_Dataset records_

________________________

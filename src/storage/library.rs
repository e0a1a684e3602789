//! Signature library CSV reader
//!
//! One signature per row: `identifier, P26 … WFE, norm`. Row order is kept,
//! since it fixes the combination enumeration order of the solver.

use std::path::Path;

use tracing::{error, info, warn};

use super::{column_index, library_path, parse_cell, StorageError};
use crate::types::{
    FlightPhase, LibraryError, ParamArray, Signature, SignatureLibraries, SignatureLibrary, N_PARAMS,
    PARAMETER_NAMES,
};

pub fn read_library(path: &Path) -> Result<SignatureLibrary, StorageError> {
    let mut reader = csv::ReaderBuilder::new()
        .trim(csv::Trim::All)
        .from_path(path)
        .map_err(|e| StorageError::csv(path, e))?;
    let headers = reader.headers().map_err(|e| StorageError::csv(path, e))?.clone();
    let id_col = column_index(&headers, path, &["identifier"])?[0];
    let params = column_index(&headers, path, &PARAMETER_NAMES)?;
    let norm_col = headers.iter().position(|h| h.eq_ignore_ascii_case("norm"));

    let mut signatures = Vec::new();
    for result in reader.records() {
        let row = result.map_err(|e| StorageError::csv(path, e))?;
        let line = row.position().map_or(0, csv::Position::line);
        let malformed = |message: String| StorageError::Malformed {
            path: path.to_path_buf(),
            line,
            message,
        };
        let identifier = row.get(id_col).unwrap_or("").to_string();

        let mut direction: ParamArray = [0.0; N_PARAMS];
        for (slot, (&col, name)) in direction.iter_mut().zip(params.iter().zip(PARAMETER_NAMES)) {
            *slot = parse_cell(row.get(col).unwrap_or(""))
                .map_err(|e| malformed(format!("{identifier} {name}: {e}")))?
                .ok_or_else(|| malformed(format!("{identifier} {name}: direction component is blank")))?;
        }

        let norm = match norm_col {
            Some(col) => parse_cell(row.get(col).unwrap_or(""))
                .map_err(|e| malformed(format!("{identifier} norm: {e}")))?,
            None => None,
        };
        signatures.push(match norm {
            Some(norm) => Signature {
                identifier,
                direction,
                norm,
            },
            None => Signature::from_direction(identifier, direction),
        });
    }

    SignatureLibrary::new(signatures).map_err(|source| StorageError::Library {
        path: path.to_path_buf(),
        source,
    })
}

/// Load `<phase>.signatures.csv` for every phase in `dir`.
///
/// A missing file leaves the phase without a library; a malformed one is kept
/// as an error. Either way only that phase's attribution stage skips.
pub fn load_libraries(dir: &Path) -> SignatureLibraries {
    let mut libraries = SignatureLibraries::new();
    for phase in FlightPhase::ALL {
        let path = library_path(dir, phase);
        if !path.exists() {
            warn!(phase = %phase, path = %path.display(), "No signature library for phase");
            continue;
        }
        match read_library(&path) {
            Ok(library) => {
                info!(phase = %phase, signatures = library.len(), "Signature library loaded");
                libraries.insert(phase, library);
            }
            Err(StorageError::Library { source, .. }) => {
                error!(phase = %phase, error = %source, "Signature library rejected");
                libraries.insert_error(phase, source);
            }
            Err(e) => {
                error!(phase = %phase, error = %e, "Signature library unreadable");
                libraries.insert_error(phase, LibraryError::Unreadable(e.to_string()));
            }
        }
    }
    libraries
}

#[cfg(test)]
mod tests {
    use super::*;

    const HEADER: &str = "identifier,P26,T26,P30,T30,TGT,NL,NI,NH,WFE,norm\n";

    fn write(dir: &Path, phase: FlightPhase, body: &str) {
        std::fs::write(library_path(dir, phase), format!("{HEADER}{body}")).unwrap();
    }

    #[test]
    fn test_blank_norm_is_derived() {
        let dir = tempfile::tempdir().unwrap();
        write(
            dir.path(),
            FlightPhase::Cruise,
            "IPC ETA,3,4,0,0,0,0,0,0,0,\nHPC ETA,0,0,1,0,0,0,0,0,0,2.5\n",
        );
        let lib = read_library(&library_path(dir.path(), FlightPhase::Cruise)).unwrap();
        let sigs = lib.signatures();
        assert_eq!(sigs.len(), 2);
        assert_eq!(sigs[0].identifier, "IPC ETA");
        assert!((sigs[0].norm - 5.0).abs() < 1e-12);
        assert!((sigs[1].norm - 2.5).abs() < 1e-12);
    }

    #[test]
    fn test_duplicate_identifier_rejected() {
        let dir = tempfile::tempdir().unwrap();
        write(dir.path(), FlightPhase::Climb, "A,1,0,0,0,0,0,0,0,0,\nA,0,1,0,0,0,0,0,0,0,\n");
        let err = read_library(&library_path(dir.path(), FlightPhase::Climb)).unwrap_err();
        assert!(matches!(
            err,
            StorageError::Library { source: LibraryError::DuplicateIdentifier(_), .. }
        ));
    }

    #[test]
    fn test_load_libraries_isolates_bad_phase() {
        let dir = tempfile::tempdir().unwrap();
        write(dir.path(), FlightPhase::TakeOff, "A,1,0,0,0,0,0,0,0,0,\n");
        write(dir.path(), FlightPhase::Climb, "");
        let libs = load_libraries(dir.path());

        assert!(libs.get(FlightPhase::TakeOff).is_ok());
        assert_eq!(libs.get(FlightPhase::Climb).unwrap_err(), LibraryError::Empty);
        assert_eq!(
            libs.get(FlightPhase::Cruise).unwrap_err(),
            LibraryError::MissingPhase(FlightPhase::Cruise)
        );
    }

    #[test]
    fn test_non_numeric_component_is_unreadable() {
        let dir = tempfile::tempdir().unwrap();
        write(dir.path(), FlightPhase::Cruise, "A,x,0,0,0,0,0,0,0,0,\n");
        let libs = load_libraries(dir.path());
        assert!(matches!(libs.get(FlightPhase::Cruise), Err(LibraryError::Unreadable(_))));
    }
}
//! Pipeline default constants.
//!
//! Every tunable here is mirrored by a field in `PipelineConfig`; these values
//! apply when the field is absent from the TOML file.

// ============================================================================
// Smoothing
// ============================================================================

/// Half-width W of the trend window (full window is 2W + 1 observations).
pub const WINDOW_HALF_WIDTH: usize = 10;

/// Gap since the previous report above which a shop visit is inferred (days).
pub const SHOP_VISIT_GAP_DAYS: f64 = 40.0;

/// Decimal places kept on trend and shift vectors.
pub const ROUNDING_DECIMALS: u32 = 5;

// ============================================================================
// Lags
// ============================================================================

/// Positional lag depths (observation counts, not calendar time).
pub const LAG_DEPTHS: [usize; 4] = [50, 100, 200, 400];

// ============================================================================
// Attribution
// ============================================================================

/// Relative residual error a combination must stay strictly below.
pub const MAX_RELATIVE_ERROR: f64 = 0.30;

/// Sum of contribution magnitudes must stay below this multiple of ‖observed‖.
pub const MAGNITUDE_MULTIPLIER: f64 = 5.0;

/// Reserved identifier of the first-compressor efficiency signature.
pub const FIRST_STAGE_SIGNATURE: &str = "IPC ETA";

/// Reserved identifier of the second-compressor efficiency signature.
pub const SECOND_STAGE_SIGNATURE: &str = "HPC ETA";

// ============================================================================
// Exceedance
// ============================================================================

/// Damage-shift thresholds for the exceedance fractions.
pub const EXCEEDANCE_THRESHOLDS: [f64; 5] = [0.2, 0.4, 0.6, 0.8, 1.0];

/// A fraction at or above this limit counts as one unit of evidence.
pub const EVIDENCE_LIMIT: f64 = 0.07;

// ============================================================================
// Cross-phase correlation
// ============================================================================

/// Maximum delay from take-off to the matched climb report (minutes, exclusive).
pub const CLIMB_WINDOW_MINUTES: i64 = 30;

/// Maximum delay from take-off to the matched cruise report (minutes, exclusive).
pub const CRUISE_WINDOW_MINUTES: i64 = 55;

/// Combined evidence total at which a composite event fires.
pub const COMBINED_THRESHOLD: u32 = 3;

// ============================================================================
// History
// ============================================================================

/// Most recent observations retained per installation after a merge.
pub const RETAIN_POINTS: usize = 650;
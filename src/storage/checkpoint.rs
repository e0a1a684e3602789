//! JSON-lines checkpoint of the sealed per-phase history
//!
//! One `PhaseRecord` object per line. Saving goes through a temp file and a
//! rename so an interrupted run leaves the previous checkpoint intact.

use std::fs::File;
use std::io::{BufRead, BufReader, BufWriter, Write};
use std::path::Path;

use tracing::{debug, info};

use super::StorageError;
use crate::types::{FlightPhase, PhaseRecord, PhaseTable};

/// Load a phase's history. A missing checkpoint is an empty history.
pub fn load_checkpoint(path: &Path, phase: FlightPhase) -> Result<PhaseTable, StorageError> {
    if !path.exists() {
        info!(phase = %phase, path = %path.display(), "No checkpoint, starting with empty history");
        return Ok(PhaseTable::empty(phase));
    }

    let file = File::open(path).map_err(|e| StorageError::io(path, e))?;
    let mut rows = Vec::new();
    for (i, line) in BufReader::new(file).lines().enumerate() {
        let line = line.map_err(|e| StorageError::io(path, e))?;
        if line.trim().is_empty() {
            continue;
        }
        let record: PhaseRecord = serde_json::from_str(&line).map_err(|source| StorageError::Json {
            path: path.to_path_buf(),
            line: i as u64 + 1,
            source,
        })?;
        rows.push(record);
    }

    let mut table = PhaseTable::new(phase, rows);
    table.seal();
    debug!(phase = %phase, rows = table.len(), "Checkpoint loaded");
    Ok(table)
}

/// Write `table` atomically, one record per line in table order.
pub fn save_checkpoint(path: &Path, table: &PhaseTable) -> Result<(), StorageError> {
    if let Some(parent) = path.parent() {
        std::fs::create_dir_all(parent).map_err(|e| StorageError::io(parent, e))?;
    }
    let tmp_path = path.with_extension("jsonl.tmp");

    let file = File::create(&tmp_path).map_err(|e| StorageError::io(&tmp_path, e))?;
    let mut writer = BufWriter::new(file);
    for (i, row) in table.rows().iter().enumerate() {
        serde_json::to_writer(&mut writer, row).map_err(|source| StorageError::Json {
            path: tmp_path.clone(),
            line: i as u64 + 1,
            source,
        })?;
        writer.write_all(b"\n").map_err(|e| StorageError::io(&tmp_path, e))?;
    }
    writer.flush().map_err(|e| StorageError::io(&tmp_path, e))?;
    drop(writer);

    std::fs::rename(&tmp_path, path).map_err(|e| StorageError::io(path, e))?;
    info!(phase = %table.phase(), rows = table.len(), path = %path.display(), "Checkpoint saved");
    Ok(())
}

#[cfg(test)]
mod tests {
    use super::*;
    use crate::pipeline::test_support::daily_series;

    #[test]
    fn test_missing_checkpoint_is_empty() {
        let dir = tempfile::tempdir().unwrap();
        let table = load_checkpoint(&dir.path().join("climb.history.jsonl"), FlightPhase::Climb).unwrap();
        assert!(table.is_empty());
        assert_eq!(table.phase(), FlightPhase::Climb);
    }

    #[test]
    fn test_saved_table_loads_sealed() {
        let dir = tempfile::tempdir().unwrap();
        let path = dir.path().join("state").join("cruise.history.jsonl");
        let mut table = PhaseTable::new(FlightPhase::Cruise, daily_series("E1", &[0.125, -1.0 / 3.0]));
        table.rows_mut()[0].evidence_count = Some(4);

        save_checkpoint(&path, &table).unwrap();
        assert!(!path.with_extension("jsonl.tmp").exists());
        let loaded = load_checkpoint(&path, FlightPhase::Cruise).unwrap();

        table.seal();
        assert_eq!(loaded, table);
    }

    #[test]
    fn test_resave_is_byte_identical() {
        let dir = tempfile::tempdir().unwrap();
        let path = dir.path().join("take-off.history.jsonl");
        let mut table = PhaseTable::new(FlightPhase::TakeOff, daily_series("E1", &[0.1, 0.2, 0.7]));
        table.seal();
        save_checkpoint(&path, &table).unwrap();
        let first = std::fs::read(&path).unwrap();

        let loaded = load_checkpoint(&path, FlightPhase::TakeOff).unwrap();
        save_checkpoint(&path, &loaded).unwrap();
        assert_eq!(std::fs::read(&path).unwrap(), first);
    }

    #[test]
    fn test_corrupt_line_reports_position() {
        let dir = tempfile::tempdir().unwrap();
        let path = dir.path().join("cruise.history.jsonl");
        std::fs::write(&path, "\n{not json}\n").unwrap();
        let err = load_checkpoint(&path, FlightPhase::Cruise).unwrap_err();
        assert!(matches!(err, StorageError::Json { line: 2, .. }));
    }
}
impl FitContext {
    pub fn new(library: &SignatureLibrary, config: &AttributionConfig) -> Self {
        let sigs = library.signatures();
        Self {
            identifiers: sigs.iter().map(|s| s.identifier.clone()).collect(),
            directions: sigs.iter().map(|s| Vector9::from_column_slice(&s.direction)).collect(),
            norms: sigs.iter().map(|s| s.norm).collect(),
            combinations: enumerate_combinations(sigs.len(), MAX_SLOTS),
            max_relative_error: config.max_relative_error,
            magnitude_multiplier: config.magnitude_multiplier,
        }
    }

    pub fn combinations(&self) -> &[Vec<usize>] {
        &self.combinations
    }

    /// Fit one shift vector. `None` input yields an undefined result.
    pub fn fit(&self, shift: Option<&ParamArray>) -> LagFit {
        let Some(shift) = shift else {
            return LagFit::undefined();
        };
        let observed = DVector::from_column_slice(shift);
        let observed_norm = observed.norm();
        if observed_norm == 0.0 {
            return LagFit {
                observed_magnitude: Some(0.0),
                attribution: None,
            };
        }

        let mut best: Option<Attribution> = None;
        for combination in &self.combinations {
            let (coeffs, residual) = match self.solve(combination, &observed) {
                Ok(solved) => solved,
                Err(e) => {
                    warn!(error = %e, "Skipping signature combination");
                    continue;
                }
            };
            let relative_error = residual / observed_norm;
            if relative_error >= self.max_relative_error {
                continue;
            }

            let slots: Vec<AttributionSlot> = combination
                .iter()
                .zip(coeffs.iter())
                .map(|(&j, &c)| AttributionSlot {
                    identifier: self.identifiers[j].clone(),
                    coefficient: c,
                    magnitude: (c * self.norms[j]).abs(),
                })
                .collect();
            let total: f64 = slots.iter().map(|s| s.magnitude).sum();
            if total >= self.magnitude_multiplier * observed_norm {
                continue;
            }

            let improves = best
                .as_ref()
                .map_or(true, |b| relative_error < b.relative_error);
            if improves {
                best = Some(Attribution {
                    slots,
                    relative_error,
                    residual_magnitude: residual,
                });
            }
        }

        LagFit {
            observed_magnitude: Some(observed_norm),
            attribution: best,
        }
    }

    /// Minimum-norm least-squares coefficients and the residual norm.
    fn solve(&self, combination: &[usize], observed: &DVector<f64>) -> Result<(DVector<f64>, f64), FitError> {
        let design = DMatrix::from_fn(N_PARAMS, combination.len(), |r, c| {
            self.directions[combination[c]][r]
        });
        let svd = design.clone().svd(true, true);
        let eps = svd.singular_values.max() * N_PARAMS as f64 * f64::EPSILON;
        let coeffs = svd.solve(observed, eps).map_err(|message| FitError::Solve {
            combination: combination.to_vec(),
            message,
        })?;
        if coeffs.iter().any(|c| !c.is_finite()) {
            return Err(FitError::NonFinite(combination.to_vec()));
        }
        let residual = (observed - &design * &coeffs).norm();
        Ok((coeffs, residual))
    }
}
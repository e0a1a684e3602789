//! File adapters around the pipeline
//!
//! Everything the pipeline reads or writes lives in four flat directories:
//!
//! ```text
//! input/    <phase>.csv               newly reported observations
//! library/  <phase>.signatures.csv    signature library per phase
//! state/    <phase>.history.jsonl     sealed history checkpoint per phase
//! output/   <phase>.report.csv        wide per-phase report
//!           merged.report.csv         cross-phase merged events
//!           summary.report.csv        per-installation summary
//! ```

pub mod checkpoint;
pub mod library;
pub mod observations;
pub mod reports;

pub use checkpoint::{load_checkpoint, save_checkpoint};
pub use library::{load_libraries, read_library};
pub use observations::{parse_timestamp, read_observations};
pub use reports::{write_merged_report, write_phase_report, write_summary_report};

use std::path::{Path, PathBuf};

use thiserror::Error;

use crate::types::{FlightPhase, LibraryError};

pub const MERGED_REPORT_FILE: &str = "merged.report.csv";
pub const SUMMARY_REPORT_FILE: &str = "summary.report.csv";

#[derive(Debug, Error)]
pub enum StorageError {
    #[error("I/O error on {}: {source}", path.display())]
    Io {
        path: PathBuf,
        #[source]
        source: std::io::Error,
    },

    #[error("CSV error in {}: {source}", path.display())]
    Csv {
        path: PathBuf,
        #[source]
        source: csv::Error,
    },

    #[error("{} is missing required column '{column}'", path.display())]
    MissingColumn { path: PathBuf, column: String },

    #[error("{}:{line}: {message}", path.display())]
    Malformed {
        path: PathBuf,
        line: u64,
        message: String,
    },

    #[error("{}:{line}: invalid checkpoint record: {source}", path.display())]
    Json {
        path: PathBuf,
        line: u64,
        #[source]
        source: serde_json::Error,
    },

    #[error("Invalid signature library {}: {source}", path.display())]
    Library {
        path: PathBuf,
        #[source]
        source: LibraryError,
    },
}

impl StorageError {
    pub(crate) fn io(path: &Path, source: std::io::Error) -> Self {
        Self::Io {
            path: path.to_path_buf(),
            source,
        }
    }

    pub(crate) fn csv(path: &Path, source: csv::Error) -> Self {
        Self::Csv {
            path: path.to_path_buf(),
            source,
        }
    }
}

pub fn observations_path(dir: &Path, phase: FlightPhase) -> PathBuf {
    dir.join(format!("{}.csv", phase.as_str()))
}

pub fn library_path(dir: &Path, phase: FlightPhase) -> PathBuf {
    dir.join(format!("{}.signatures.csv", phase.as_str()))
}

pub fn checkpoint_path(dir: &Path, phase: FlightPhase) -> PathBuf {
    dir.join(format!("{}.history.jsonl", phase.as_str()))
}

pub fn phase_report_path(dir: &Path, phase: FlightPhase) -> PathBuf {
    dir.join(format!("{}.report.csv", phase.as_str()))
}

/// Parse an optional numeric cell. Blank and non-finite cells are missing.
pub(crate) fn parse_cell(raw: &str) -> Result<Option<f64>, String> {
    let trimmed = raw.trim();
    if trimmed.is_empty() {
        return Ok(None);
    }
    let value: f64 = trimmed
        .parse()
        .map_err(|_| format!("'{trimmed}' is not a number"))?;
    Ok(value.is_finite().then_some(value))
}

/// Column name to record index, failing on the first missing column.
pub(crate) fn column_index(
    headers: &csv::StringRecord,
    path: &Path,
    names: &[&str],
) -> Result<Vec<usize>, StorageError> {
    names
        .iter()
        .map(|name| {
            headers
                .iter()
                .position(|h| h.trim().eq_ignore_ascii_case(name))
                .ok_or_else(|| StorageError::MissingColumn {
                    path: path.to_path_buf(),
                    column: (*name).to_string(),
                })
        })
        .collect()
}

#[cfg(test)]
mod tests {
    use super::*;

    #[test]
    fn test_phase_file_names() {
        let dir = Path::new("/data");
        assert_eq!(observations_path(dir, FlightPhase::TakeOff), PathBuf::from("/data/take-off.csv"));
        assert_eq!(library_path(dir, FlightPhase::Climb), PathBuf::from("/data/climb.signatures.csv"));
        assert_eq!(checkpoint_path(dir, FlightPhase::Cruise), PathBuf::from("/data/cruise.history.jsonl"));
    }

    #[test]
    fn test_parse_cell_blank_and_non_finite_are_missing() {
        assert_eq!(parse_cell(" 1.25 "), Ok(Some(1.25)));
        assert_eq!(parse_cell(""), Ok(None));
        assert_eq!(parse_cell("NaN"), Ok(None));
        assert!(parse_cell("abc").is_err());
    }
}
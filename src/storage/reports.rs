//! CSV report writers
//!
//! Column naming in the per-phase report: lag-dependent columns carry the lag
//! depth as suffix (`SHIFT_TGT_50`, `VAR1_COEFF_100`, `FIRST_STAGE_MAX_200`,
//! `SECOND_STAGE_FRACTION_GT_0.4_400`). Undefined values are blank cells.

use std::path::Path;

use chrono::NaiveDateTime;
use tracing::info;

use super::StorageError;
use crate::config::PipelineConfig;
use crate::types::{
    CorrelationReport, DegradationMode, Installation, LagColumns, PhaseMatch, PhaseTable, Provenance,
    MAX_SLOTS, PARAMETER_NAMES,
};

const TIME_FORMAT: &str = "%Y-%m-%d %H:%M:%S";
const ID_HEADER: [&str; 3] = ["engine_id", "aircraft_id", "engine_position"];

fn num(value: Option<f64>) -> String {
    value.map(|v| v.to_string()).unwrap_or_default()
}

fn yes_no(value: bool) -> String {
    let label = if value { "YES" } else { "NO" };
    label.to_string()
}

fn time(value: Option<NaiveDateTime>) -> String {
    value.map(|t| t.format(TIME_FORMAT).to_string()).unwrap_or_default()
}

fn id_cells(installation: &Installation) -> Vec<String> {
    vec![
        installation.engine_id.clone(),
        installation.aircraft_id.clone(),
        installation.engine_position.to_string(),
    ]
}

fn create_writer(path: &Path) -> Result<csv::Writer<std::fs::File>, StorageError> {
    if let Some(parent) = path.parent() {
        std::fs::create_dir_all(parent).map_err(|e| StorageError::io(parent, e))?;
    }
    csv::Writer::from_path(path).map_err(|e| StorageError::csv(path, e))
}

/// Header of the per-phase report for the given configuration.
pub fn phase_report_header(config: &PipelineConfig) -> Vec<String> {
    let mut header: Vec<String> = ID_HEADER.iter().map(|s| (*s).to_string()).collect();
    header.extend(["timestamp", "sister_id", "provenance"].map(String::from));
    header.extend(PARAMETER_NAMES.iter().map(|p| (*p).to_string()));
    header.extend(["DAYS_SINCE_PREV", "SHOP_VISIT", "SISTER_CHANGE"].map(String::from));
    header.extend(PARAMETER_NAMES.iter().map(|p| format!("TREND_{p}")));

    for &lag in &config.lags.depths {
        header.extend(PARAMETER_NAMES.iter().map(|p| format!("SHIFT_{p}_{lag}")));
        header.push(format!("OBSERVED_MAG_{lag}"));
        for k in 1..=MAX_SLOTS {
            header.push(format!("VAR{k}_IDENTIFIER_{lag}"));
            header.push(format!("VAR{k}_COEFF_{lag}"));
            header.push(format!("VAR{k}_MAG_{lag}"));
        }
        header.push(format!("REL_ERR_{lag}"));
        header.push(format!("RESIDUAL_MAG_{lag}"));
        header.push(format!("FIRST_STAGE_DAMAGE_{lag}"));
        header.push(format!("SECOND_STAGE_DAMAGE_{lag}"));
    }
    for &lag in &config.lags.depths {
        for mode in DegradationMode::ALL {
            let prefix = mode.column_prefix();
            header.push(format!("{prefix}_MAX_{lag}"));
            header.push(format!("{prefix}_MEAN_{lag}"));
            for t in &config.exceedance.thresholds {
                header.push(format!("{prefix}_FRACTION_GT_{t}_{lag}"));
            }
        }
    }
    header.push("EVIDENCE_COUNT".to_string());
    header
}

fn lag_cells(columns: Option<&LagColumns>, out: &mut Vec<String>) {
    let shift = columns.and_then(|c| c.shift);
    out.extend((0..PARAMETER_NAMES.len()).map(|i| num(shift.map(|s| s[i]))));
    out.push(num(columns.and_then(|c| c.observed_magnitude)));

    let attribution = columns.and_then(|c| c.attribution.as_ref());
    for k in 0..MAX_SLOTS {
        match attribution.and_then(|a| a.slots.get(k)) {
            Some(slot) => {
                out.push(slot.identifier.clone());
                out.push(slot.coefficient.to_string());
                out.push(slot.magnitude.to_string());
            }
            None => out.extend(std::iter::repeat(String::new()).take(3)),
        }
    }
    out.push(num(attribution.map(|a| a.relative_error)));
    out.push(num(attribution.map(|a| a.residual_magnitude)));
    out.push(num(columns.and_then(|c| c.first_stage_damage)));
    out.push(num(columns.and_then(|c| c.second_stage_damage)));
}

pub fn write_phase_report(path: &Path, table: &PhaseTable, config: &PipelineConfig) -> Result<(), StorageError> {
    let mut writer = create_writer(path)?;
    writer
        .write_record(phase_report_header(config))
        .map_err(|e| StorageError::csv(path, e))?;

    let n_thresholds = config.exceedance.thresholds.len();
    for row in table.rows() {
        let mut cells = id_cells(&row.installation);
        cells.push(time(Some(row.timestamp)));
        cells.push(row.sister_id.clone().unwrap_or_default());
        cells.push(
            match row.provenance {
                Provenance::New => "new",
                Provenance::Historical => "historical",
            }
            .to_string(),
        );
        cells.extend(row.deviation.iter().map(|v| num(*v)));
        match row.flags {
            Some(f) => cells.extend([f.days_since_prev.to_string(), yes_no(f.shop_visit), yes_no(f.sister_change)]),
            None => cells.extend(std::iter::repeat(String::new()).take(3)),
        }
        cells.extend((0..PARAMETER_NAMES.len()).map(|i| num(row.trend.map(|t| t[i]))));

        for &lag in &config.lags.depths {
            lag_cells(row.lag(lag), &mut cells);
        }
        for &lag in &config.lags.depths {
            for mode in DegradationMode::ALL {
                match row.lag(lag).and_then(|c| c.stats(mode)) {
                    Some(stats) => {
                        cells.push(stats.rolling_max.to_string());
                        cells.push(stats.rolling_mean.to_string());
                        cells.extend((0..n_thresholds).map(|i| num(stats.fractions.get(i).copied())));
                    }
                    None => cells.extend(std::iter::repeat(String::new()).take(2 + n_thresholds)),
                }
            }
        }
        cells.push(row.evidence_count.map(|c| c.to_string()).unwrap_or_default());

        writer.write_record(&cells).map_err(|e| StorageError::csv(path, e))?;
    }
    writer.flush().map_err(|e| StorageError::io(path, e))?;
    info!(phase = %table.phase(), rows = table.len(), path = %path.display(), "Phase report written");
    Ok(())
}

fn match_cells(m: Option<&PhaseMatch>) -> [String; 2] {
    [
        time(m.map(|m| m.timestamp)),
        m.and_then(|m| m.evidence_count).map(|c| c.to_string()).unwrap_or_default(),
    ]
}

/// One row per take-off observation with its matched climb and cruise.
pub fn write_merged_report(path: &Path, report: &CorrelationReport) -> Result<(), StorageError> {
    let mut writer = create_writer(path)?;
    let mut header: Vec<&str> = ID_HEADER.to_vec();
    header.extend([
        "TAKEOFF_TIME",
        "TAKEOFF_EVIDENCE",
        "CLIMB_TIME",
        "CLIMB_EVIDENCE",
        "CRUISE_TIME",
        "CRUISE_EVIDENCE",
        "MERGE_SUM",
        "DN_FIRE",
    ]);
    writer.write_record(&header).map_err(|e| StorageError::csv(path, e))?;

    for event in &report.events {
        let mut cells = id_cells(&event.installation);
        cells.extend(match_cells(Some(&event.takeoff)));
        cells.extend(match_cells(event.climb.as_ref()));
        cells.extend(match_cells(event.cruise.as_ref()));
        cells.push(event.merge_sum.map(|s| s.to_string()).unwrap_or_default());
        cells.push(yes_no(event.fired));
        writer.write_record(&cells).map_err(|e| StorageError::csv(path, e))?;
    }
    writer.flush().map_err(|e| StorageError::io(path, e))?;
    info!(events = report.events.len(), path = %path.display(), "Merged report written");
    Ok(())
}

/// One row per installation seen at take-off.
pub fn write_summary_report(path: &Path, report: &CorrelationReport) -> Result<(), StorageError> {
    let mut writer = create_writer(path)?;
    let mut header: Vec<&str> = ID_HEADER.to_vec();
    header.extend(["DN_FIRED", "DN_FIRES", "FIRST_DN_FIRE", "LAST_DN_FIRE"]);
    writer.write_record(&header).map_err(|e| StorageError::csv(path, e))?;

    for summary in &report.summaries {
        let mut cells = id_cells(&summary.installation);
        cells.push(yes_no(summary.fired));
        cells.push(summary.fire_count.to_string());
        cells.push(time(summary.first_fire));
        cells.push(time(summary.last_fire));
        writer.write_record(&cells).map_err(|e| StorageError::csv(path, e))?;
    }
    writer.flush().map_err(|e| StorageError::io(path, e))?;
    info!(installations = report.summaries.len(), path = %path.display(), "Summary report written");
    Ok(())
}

________________________

_Requirement_
The number alone, please: how many lines in the data contain the string "types"?

_Answer_
4